Elon Musk lässt Hass auf X freien Lauf – selbst Holocaust-Leugnungen werden nicht gelöscht

Niklas Lewanczik | 18.12.23

Die irische Business Post hat interne X-Dokumente geprüft, die das Verständnis von Elon Musk zum Thema Free Speech darlegen. Demnach können Plattform-User inzwischen ungestraft Hate Speech der übelsten Sorte verbreiten.

Aus Twitter wurde X und die Plattform versinkt mehr und mehr in Hass und Feindseligkeit. Zwar haben alle Social-Media-Plattformen mit Hate Speech zu kämpfen; doch X fördert die Verbreitung von Sexismus, Rassismus, Antisemitismus und Beleidigungen jedweder Art eher als diese vehement zu verurteilen und einzudämmen. Allein die Reaktion des Plattformeigners auf einen Werbeboykott großer Marken spricht Bände. Disney, Apple, IBM und Co. stoppten ihre Ads, weil diese auf X teilweise in äußerst unseriösen Kontexten, etwa neben antisemitischen Inhalten, die nicht moderiert worden waren, ausgespielt wurden. Statt sich des Problems entschieden anzunehmen, beleidigte Musk einige Advertiser: „Go fuck yourself.“

Der Mangel an Content-Moderation und Sorge für die Sicherheit der Marken und Advertiser hat zahlreiche Werbetreibende dazu veranlasst, nicht mehr auf X zu werben. Das kostet X Corp. Milliarden und lässt die Plattform wirtschaftlich ins Wanken geraten. Insbesondere auf der nach dem Europastart trendenden Plattform Threads – die im Sommer als „Twitter Killer“ gelauncht wurde – wird über den zunehmenden Hass auf X diskutiert, der viele User nach Alternativen suchen lässt. Zu Bluesky, Mastodon, Threads und Co. wechseln womöglich noch mehr User, wenn ihnen klar wird, dass Elon Musk und Co. Hassbotschaften auf X bewusst nicht löschen – sogar solche, die auf den Holocaust verweisen. Advertiser dürfte das erst recht abschrecken.

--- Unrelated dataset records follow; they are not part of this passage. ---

extern crate std;

use soroban_sdk::{
    testutils::{Address as _, Ledger, LedgerInfo},
    token, Address, Env, String,
};

use crate::{
    types::Project, HeliosProtocol, HeliosProtocolClient, ProjectParams, ReturnsModel,
};

pub struct TestContext {
    pub env: Env,
    pub client: HeliosProtocolClient<'static>,
    pub admin: Address,
    pub developer: Address,
    pub oracle: Address,
}

impl TestContext {
    pub fn new() -> Self {
        let env = Env::default();
        env.mock_all_auths();

        // Initialize ledger with a standard timestamp
        env.ledger().set(LedgerInfo {
            timestamp: 100_000,
            protocol_version: 22,
            sequence_number: 100,
            network_id: [0u8; 32],
            base_reserve: 10,
            min_temp_entry_ttl: 10,
            min_persistent_entry_ttl: 10,
            max_entry_ttl: 1000,
        });

        let contract_id = env.register(HeliosProtocol, ());
        let client = HeliosProtocolClient::new(&env, &contract_id);

        let admin = Address::generate(&env);
        let developer = Address::generate(&env);
        let oracle = Address::generate(&env);

        client.init(&admin);
        client.add_developer(&admin, &developer);
        client.add_oracle(&admin, &oracle);

        Self {
            env,
            client,
            admin,
            developer,
            oracle,
        }
    }

    pub fn create_token(&self) -> (token::Client<'static>, token::StellarAssetClient<'static>) {
        let addr = self
            .env
            .register_stellar_asset_contract_v2(self.admin.clone());
        (
            token::Client::new(&self.env, &addr.address()),
            token::StellarAssetClient::new(&self.env, &addr.address()),
        )
    }

    /// Baseline revenue-share project parameters against `token`.
    pub fn default_params(&self, token: &Address) -> ProjectParams {
        ProjectParams {
            name: String::from_str(&self.env, "Rooftop Array 7"),
            location: String::from_str(&self.env, "Almeria, ES"),
            token: token.clone(),
            funding_goal: 10_000,
            duration_days: 30,
            installation_cost: 8_000,
            expected_monthly_production: 1_200,
            price_per_kwh: 50,
            grid_price_per_kwh: 80,
            savings_bp: 1_000,
            monthly_maintenance_cost: 0,
            return_bp: 1_200,
            duration_months: 240,
            returns_model: ReturnsModel::RevenueShare,
        }
    }

    /// Register a default project and hand back its token pair.
    pub fn setup_project(
        &self,
        goal: i128,
    ) -> (
        Project,
        token::Client<'static>,
        token::StellarAssetClient<'static>,
    ) {
        let (token, sac) = self.create_token();
        let mut params = self.default_params(&token.address);
        params.funding_goal = goal;
        let project = self.client.create_project(&self.developer, &params);
        (project, token, sac)
    }

    /// Same, but on the fixed-rate model with the given annual rate.
    pub fn setup_fixed_project(
        &self,
        goal: i128,
        return_bp: u32,
    ) -> (
        Project,
        token::Client<'static>,
        token::StellarAssetClient<'static>,
    ) {
        let (token, sac) = self.create_token();
        let mut params = self.default_params(&token.address);
        params.funding_goal = goal;
        params.return_bp = return_bp;
        params.returns_model = ReturnsModel::FixedRate;
        let project = self.client.create_project(&self.developer, &params);
        (project, token, sac)
    }

    /// Mint and invest in one step.
    pub fn invest(
        &self,
        sac: &token::StellarAssetClient<'static>,
        investor: &Address,
        project_id: u64,
        amount: i128,
    ) {
        sac.mint(investor, &amount);
        self.client.invest(investor, &project_id, &amount);
    }

    pub fn jump_time(&self, seconds: u64) {
        let mut ledger = self.env.ledger().get();
        ledger.timestamp += seconds;
        self.env.ledger().set(ledger);
    }

    pub fn jump_months(&self, months: u64) {
        self.jump_time(months * crate::returns::MONTH_SECONDS);
    }

    pub fn generate_address(&self) -> Address {
        Address::generate(&self.env)
    }
}
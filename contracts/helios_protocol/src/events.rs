use soroban_sdk::{contracttype, symbol_short, Address, Env};

#[contracttype]
#[derive(Clone, Debug, Eq, PartialEq)]
pub struct ProjectCreated {
    pub project_id: u64,
    pub developer: Address,
    pub token: Address,
    pub funding_goal: i128,
    pub funding_deadline: u64,
}

#[contracttype]
#[derive(Clone, Debug, Eq, PartialEq)]
pub struct InvestmentMade {
    pub project_id: u64,
    pub investor: Address,
    pub amount: i128,
    pub funding_raised: i128,
}

#[contracttype]
#[derive(Clone, Debug, Eq, PartialEq)]
pub struct ProjectActivated {
    pub project_id: u64,
    pub start_date: u64,
}

#[contracttype]
#[derive(Clone, Debug, Eq, PartialEq)]
pub struct ReportSubmitted {
    pub project_id: u64,
    pub report_id: u32,
    pub reporter: Address,
    pub energy_produced: u64,
    pub revenue: i128,
    pub verified: bool,
}

#[contracttype]
#[derive(Clone, Debug, Eq, PartialEq)]
pub struct ReportVerified {
    pub project_id: u64,
    pub report_id: u32,
    pub oracle: Address,
}

#[contracttype]
#[derive(Clone, Debug, Eq, PartialEq)]
pub struct ReturnsClaimed {
    pub project_id: u64,
    pub investor: Address,
    pub amount: i128,
}

#[contracttype]
#[derive(Clone, Debug, Eq, PartialEq)]
pub struct ReturnsDue {
    pub project_id: u64,
    pub month_index: u32,
    pub net_revenue: i128,
}

#[contracttype]
#[derive(Clone, Debug, Eq, PartialEq)]
pub struct ProjectCompleted {
    pub project_id: u64,
    pub total_return_distributed: i128,
}

#[contracttype]
#[derive(Clone, Debug, Eq, PartialEq)]
pub struct ProjectCancelled {
    pub project_id: u64,
    pub funding_raised: i128,
}

#[contracttype]
#[derive(Clone, Debug, Eq, PartialEq)]
pub struct InvestmentRefunded {
    pub project_id: u64,
    pub investor: Address,
    pub amount: i128,
}

pub fn emit_project_created(
    env: &Env,
    project_id: u64,
    developer: Address,
    token: Address,
    funding_goal: i128,
    funding_deadline: u64,
) {
    let topics = (symbol_short!("created"), project_id);
    let data = ProjectCreated {
        project_id,
        developer,
        token,
        funding_goal,
        funding_deadline,
    };
    env.events().publish(topics, data);
}

pub fn emit_investment_made(
    env: &Env,
    project_id: u64,
    investor: Address,
    amount: i128,
    funding_raised: i128,
) {
    let topics = (symbol_short!("invested"), project_id);
    let data = InvestmentMade {
        project_id,
        investor,
        amount,
        funding_raised,
    };
    env.events().publish(topics, data);
}

pub fn emit_project_activated(env: &Env, project_id: u64, start_date: u64) {
    let topics = (symbol_short!("activated"), project_id);
    let data = ProjectActivated {
        project_id,
        start_date,
    };
    env.events().publish(topics, data);
}

pub fn emit_report_submitted(
    env: &Env,
    project_id: u64,
    report_id: u32,
    reporter: Address,
    energy_produced: u64,
    revenue: i128,
    verified: bool,
) {
    let topics = (symbol_short!("reported"), project_id);
    let data = ReportSubmitted {
        project_id,
        report_id,
        reporter,
        energy_produced,
        revenue,
        verified,
    };
    env.events().publish(topics, data);
}

pub fn emit_report_verified(env: &Env, project_id: u64, report_id: u32, oracle: Address) {
    let topics = (symbol_short!("verified"), project_id);
    let data = ReportVerified {
        project_id,
        report_id,
        oracle,
    };
    env.events().publish(topics, data);
}

pub fn emit_returns_claimed(env: &Env, project_id: u64, investor: Address, amount: i128) {
    let topics = (symbol_short!("claimed"), project_id);
    let data = ReturnsClaimed {
        project_id,
        investor,
        amount,
    };
    env.events().publish(topics, data);
}

pub fn emit_returns_due(env: &Env, project_id: u64, month_index: u32, net_revenue: i128) {
    let topics = (symbol_short!("retdue"), project_id);
    let data = ReturnsDue {
        project_id,
        month_index,
        net_revenue,
    };
    env.events().publish(topics, data);
}

pub fn emit_project_completed(env: &Env, project_id: u64, total_return_distributed: i128) {
    let topics = (symbol_short!("completed"), project_id);
    let data = ProjectCompleted {
        project_id,
        total_return_distributed,
    };
    env.events().publish(topics, data);
}

pub fn emit_project_cancelled(env: &Env, project_id: u64, funding_raised: i128) {
    let topics = (symbol_short!("cancelled"), project_id);
    let data = ProjectCancelled {
        project_id,
        funding_raised,
    };
    env.events().publish(topics, data);
}

pub fn emit_investment_refunded(env: &Env, project_id: u64, investor: Address, amount: i128) {
    let topics = (symbol_short!("refunded"), project_id);
    let data = InvestmentRefunded {
        project_id,
        investor,
        amount,
    };
    env.events().publish(topics, data);
}

pub fn emit_developer_granted(env: &Env, target: Address) {
    env.events().publish((symbol_short!("dev_grant"), target), ());
}

pub fn emit_developer_revoked(env: &Env, target: Address) {
    env.events().publish((symbol_short!("dev_rvk"), target), ());
}

pub fn emit_oracle_granted(env: &Env, target: Address) {
    env.events().publish((symbol_short!("orc_grant"), target), ());
}

pub fn emit_oracle_revoked(env: &Env, target: Address) {
    env.events().publish((symbol_short!("orc_rvk"), target), ());
}
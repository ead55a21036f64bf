//! # Role registry
//!
//! Two independent capability sets — **developers** (create and operate
//! projects) and **oracles** (verify production data) — plus a single
//! admin identity that is the only one allowed to mutate them.
//!
//! Membership is boolean and idempotent: granting a capability twice or
//! revoking an absent one succeeds without effect, and one address may
//! hold both capabilities at once. Role storage lives on the instance
//! tier under its own key enum, separate from the ledger keys in
//! [`crate::storage`].

use soroban_sdk::{contracttype, Address, Env};

use crate::{storage, Error};

/// Role storage keys (Instance tier).
#[contracttype]
#[derive(Clone, Debug, Eq, PartialEq)]
pub enum RbacKey {
    Admin,
    Developer(Address),
    Oracle(Address),
}

/// Set the admin. Must be called exactly once.
pub fn init_admin(env: &Env, admin: &Address) -> Result<(), Error> {
    if env.storage().instance().has(&RbacKey::Admin) {
        return Err(Error::AlreadyInitialized);
    }
    env.storage().instance().set(&RbacKey::Admin, admin);
    storage::bump_instance(env);
    Ok(())
}

/// The current admin, or `None` before `init`.
pub fn admin(env: &Env) -> Option<Address> {
    env.storage().instance().get(&RbacKey::Admin)
}

pub fn require_admin(env: &Env, caller: &Address) -> Result<(), Error> {
    match admin(env) {
        Some(current) if current == *caller => Ok(()),
        _ => Err(Error::NotAuthorized),
    }
}

/// Hand the admin identity over. The previous admin loses it immediately.
pub fn transfer_admin(env: &Env, current: &Address, new_admin: &Address) -> Result<(), Error> {
    require_admin(env, current)?;
    env.storage().instance().set(&RbacKey::Admin, new_admin);
    storage::bump_instance(env);
    Ok(())
}

pub fn set_developer(env: &Env, target: &Address, granted: bool) {
    set_membership(env, &RbacKey::Developer(target.clone()), granted);
}

pub fn set_oracle(env: &Env, target: &Address, granted: bool) {
    set_membership(env, &RbacKey::Oracle(target.clone()), granted);
}

fn set_membership(env: &Env, key: &RbacKey, granted: bool) {
    if granted {
        env.storage().instance().set(key, &true);
    } else {
        env.storage().instance().remove(key);
    }
    storage::bump_instance(env);
}

pub fn is_developer(env: &Env, who: &Address) -> bool {
    env.storage()
        .instance()
        .has(&RbacKey::Developer(who.clone()))
}

pub fn is_oracle(env: &Env, who: &Address) -> bool {
    env.storage().instance().has(&RbacKey::Oracle(who.clone()))
}

pub fn require_developer(env: &Env, caller: &Address) -> Result<(), Error> {
    if is_developer(env, caller) {
        Ok(())
    } else {
        Err(Error::NotAuthorized)
    }
}

pub fn require_oracle(env: &Env, caller: &Address) -> Result<(), Error> {
    if is_oracle(env, caller) {
        Ok(())
    } else {
        Err(Error::NotAuthorized)
    }
}

/// Production reports may come from either capability set.
pub fn require_reporter(env: &Env, caller: &Address) -> Result<(), Error> {
    if is_developer(env, caller) || is_oracle(env, caller) {
        Ok(())
    } else {
        Err(Error::NotAuthorized)
    }
}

Nur noch 2,5 Milliarden US-Dollar Werbeeinnahmen:

X verliert deutlich an Umsatz und Relevanz im Advertising

X-Logo auf Smartphone Mockup, papierner Hintergrund, © FLY:D - Unsplash

© FLY:D – Unsplash


Elon Musks Content-Regeln geben Hass Raum

Der irische Publisher Business Post hat interne Dokumente von X eingesehen und Erschreckendes festgestellt. Die Content-Moderator:innen sollen Inhalte, die offensichtlich rassistisch, sexistisch, antisemitisch und dergleichen sind, nicht rundheraus löschen. Auch User, die Hate Speech teilen, sollen nicht verbannt werden. Martin Holland schreibt für Heise gar davon, dass Holocaust-Leugnungen nicht von der Plattform verschwinden müssen. Zwar werden einige der Inhalte laut der internen Vorgaben mit weniger Reichweite versehen, nicht aber gelöscht und geahndet. Business Post hat mehrere Beiträge zwischen Juni und Oktober 2023 analysiert, die klar Hate Speech teilen, aber nicht umfassend sanktioniert wurden.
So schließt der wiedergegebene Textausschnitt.